Optimization: job/project initialization. #451

bdice · 2020-12-29T09:08:22Z

Description

This is a follow-up PR to #239, but it may be possible to adopt this set of changes separately from #239 if that PR stalls. I recommend that reviewers focus on #239 first and then handle this PR second.

This PR refactors the __init__ methods of the Job and Project classes so that less work is done during initialization, instead deferring (and often caching) that work in a property. This requires no API breaking changes, because the existing methods and properties were enough to handle this change.

One tricky part of this is that I added a "mutation hook" to the Project class. In 99% of users' workflows, the Project config (which contains information about the workspace directory name, project name, etc.) does not need to be modified once the project is instantiated. While in-memory config mutation is allowed, mutating the configuration of a Project instance has been deprecated since version 1.3. However, there is a significant performance penalty to allowing this mutation: every job that is opened must determine its workspace directory by first checking the project's workspace directory and joining its own id. That requires an access of the project configuration (and more importantly, various path manipulations) for every job, and it shows up quite obviously when profiling iteration over a large number of jobs. To solve this, I added a _mutate_hook method that will reset the values of any cached properties that are derived from the project configuration if the configuration is edited in memory.
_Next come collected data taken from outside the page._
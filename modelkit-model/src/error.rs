//! Error types for the model container

use modelkit_params::ParamError;
use thiserror::Error;

/// Result type for model operations
pub type Result<T> = std::result::Result<T, ModelError>;

/// Errors that can occur while building or mutating a model
#[derive(Debug, Error)]
pub enum ModelError {
    /// A per-field validation failure (type mismatch, out of bounds, ...)
    #[error(transparent)]
    Param(#[from] ParamError),

    /// One or more required parameters were never set
    #[error("required parameters missing: {names:?}")]
    MissingRequired { names: Vec<String> },

    /// The name resolves to neither a schema field nor a stored attribute
    #[error("model has no attribute '{name}'")]
    UnknownAttribute { name: String },

    /// The name cannot be resolved against the schema at all
    #[error("unknown parameter: {name}")]
    UnknownParameter { name: String },

    /// Duplicate field or alias name in a schema
    #[error("duplicate parameter name: {name}")]
    DuplicateName { name: String },

    /// A stale derived parameter was read with no loader registered
    #[error("derived parameter '{name}' has no loader")]
    NoLoader { name: String },

    /// A loader was registered for a field that is not derived
    #[error("'{name}' is not a derived parameter")]
    NotDerived { name: String },

    /// A typed read found no current value
    #[error("parameter '{name}' is unset")]
    Unset { name: String },

    /// YAML serialization error
    #[error("YAML error: {0}")]
    Yaml(#[from] serde_yaml_ng::Error),
}
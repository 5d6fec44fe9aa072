// Copyright 2021 Vladimir Melnikov.
//
// Licensed under the Apache License, Version 2.0 <LICENSE-APACHE or
// https://www.apache.org/licenses/LICENSE-2.0> or the MIT license
// <LICENSE-MIT or https://opensource.org/licenses/MIT>, at your
// option. This file may not be copied, modified, or distributed
// except according to those terms.

//! This module contains some internal utilities

use crate::error::BgpError;
use std::net::{IpAddr, Ipv4Addr, Ipv6Addr};

/// Gets ipv4 address from the buffer.
pub fn decode_addrv4_from(buf: &[u8]) -> Result<Ipv4Addr, BgpError> {
    if buf.len() < 4 {
        return Err(BgpError::static_str("Invalid addrv4 length"));
    }
    Ok(Ipv4Addr::new(buf[0], buf[1], buf[2], buf[3]))
}
/// Gets ipv6 address from the buffer.
pub fn decode_addrv6_from(buf: &[u8]) -> Result<Ipv6Addr, BgpError> {
    if buf.len() < 16 {
        return Err(BgpError::static_str("Invalid addrv6 length"));
    }
    let mut octets = [0_u8; 16];
    octets.copy_from_slice(&buf[0..16]);
    Ok(Ipv6Addr::from(octets))
}
/// Gets ipv4/ipv6 address from the buffer. Address type determined by buffer length.
pub fn decode_addr_from(buf: &[u8]) -> Result<IpAddr, BgpError> {
    match buf.len() {
        16 => Ok(IpAddr::V6(decode_addrv6_from(buf)?)),
        4 => Ok(IpAddr::V4(decode_addrv4_from(buf)?)),
        _ => Err(BgpError::static_str("Invalid addr length")),
    }
}
/// Checked slice of `len` bytes at `pos`.
pub fn take_bytes(buf: &[u8], pos: usize, len: usize) -> Result<&[u8], BgpError> {
    match pos.checked_add(len) {
        Some(end) if end <= buf.len() => Ok(&buf[pos..end]),
        _ => Err(BgpError::truncated()),
    }
}
pub fn getn_u16(a: &[u8]) -> u16 {
    (a[0] as u16) << 8 | (a[1] as u16)
}
pub fn getn_u32(a: &[u8]) -> u32 {
    (a[0] as u32) << 24 | (a[1] as u32) << 16 | (a[2] as u32) << 8 | (a[3] as u32)
}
I have verified that the existing tests should cover these changes, particularly the changes to the Project cached properties and config mutation hook.

Motivation and Context

This makes the "lazy state point loading" in #239 even lazier, and thus extremely fast for many common operations (e.g. in signac-flow).

Test (best of 3, seconds)	master (`426d2ed`)	feature/lazy-statepoint-loading (`9a12405`)	feature/lazy-job-init (`32fef57`)
`[job for job in pr]`; N=30,000	1.014	0.471 (2.15x)	0.141 (7.19x)
`[job.sp() for job in pr]`; N=30,000	1.442	2.208 (0.653x)	1.381 (1.04x)

Types of Changes

Documentation update
Bug fix
New feature
Breaking change¹

¹The change breaks (or has the potential to break) existing functionality.

Checklist:

I am familiar with the Contributing Guidelines.
I agree with the terms of the Contributor Agreement.
My name is on the list of contributors.
My code follows the code style guideline of this project.
The changes introduced by this pull request are covered by existing or newly introduced tests.

If necessary:

I have updated the API documentation as part of the package doc-strings.
I have created a separate pull request to update the framework documentation on signac-docs and linked it here.
I have updated the changelog and added all related issue and pull request numbers for future reference (if applicable). See example below.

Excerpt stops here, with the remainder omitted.